What You Have Instead

The trace from Step 7 is your primary debugging tool. Instead of breakpoints, you have recorded spans. Instead of stepping through code, you replay the sequence of model calls and tool invocations. Instead of inspecting live state, you examine the recorded inputs and outputs at each step.

This is closer to post-mortem debugging from core dumps than to interactive debugging with breakpoints. The execution has already happened. You are reconstructing what occurred from the evidence left behind.

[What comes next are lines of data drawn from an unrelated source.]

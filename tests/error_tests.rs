//! Error construction and message formatting

use ohlcv_features::error::FeatureError;

#[cfg(test)]
mod feature_error_tests {
    use super::*;

    #[test]
    fn test_indicator_unavailable_message() {
        let err = FeatureError::IndicatorUnavailable {
            kind: "MACD".to_string(),
            ticker: "AMZN".to_string(),
            period: 20,
        };

        let msg = err.to_string();
        assert!(msg.contains("MACD"));
        assert!(msg.contains("AMZN"));
        assert!(msg.contains("20"));
    }

    #[test]
    fn test_split_ratio_message() {
        let msg = FeatureError::InvalidSplitRatio(1.5).to_string();
        assert!(msg.contains("1.5"));
        assert!(msg.contains("(0, 1]"));
    }

    #[test]
    fn test_missing_column_message() {
        let msg = FeatureError::MissingColumn("Close-pct".to_string()).to_string();
        assert_eq!(msg, "Column not found: Close-pct");
    }

    #[test]
    fn test_io_error_conversion() {
        let io = std::io::Error::new(std::io::ErrorKind::NotFound, "prices.csv");
        let err: FeatureError = io.into();
        assert!(matches!(err, FeatureError::IoError(_)));
        assert!(err.to_string().contains("prices.csv"));
    }

    #[test]
    fn test_toml_error_conversion() {
        let parsed: Result<toml::Value, _> = toml::from_str("verbose = ");
        let err: FeatureError = parsed.unwrap_err().into();
        assert!(matches!(err, FeatureError::TomlError(_)));
    }

    #[test]
    fn test_errors_are_std_errors() {
        fn assert_error<E: std::error::Error + Send + Sync + 'static>(_: &E) {}
        assert_error(&FeatureError::InvalidStep("bogus".into()));
    }
}
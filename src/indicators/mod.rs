//! Technical indicator sources
//!
//! Indicator tables are computed elsewhere and served from a cache keyed by
//! indicator kind, ticker and time period:
//! - [`InMemoryIndicatorCache`]: pre-loaded tables, also used as a test double
//! - [`CsvIndicatorCache`]: one CSV file per `(ticker, kind, period)`
//!
//! Every table carries a lowercase `date` column plus the kind-specific value
//! columns listed by [`IndicatorKind::value_columns`].

pub mod csv_cache;
pub mod memory;

pub use csv_cache::CsvIndicatorCache;
pub use memory::InMemoryIndicatorCache;

use crate::error::{FeatureError, Result};
use crate::types::Ticker;
use polars::prelude::DataFrame;
use serde::{Deserialize, Serialize};
use std::fmt;
use std::str::FromStr;

/// Date column name used by indicator tables before normalization
pub const RAW_DATE: &str = "date";

/// Technical indicators the cache can serve
#[derive(Debug, Clone, Copy, PartialEq, Eq, Hash, Serialize, Deserialize)]
#[serde(rename_all = "UPPERCASE")]
pub enum IndicatorKind {
    Sma,
    Ema,
    Wma,
    Adx,
    Obv,
    Mom,
    Rsi,
    Macd,
    Bbands,
}

impl IndicatorKind {
    pub const ALL: [IndicatorKind; 9] = [
        IndicatorKind::Sma,
        IndicatorKind::Ema,
        IndicatorKind::Wma,
        IndicatorKind::Adx,
        IndicatorKind::Obv,
        IndicatorKind::Mom,
        IndicatorKind::Rsi,
        IndicatorKind::Macd,
        IndicatorKind::Bbands,
    ];

    /// Upper-case tag, as used in file names and raw value columns
    pub fn tag(&self) -> &'static str {
        match self {
            IndicatorKind::Sma => "SMA",
            IndicatorKind::Ema => "EMA",
            IndicatorKind::Wma => "WMA",
            IndicatorKind::Adx => "ADX",
            IndicatorKind::Obv => "OBV",
            IndicatorKind::Mom => "MOM",
            IndicatorKind::Rsi => "RSI",
            IndicatorKind::Macd => "MACD",
            IndicatorKind::Bbands => "BBANDS",
        }
    }

    /// Value columns of the raw indicator table
    pub fn value_columns(&self) -> &'static [&'static str] {
        match self {
            IndicatorKind::Sma => &["SMA"],
            IndicatorKind::Ema => &["EMA"],
            IndicatorKind::Wma => &["WMA"],
            IndicatorKind::Adx => &["ADX"],
            IndicatorKind::Obv => &["OBV"],
            IndicatorKind::Mom => &["MOM"],
            IndicatorKind::Rsi => &["RSI"],
            IndicatorKind::Macd => &["MACD", "MACD_Signal", "MACD_Hist"],
            IndicatorKind::Bbands => &["Real Upper Band", "Real Middle Band", "Real Lower Band"],
        }
    }
}

impl fmt::Display for IndicatorKind {
    fn fmt(&self, f: &mut fmt::Formatter<'_>) -> fmt::Result {
        f.write_str(self.tag())
    }
}

impl FromStr for IndicatorKind {
    type Err = FeatureError;

    fn from_str(s: &str) -> Result<Self> {
        IndicatorKind::ALL
            .into_iter()
            .find(|kind| kind.tag().eq_ignore_ascii_case(s.trim()))
            .ok_or_else(|| FeatureError::InvalidParameter(format!("unknown indicator '{}'", s)))
    }
}

/// Source of pre-computed indicator tables
///
/// A call blocks until the table is available; failures propagate to the
/// caller without retry or substitution.
pub trait IndicatorSource {
    /// Fetch the indicator table for a ticker and time period
    fn fetch_indicator(&self, kind: IndicatorKind, ticker: &Ticker, period: u32) -> Result<DataFrame>;
}

impl<T: IndicatorSource + ?Sized> IndicatorSource for &T {
    fn fetch_indicator(&self, kind: IndicatorKind, ticker: &Ticker, period: u32) -> Result<DataFrame> {
        (**self).fetch_indicator(kind, ticker, period)
    }
}

impl<T: IndicatorSource + ?Sized> IndicatorSource for Box<T> {
    fn fetch_indicator(&self, kind: IndicatorKind, ticker: &Ticker, period: u32) -> Result<DataFrame> {
        (**self).fetch_indicator(kind, ticker, period)
    }
}

pub(crate) fn unavailable(kind: IndicatorKind, ticker: &Ticker, period: u32) -> FeatureError {
    FeatureError::IndicatorUnavailable {
        kind: kind.tag().to_string(),
        ticker: ticker.to_string(),
        period,
    }
}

# The fundamental debugging loop for agent systems
def debug_agent_failure(trace_path: str):
  """
  Post-mortem debugging from a JSONL trace.
  No breakpoints. No stepping. Evidence reconstruction.
  """
  import json
  from pathlib import Path

  spans = []
  with Path(trace_path).open() as f:
    for line in f:
      spans.append(json.loads(line))

  # Group by trace_id (a file may contain multiple traces)
  traces = {}
  for span in spans:
    tid = span["trace_id"]
    if tid not in traces:
      traces[tid] = []
    traces[tid].append(span)

  # For each trace, find the first error
  for tid, trace_spans in traces.items():
    sorted_spans = sorted(trace_spans, key=lambda s: s["step"])
    for span in sorted_spans:
      if span.get("status") == "error":
        print(f"Trace {tid}: failure at step {span['step']}")
        print(f"  Type: {span['type']}")
        print(f"  Name: {span['name']}")
        print(f"  Error: {span.get('error_type', 'unknown')}")
        print(f"  Message: {span.get('error_message', 'none')}")
        # The interesting question: what happened BEFORE this step?
        print(f"  Prior steps: {[s['name'] for s in sorted_spans[:span['step']]]}")
        break

The engineering loop from AGENTS.md - Read, Verify, Write, Execute, Confirm - applies directly to debugging. Read the trace. Verify your hypothesis against the recorded evidence. Write a fix (to the prompt, tool, or orchestration - not to the output). Execute a new run. Confirm the fix by checking traces from the new run.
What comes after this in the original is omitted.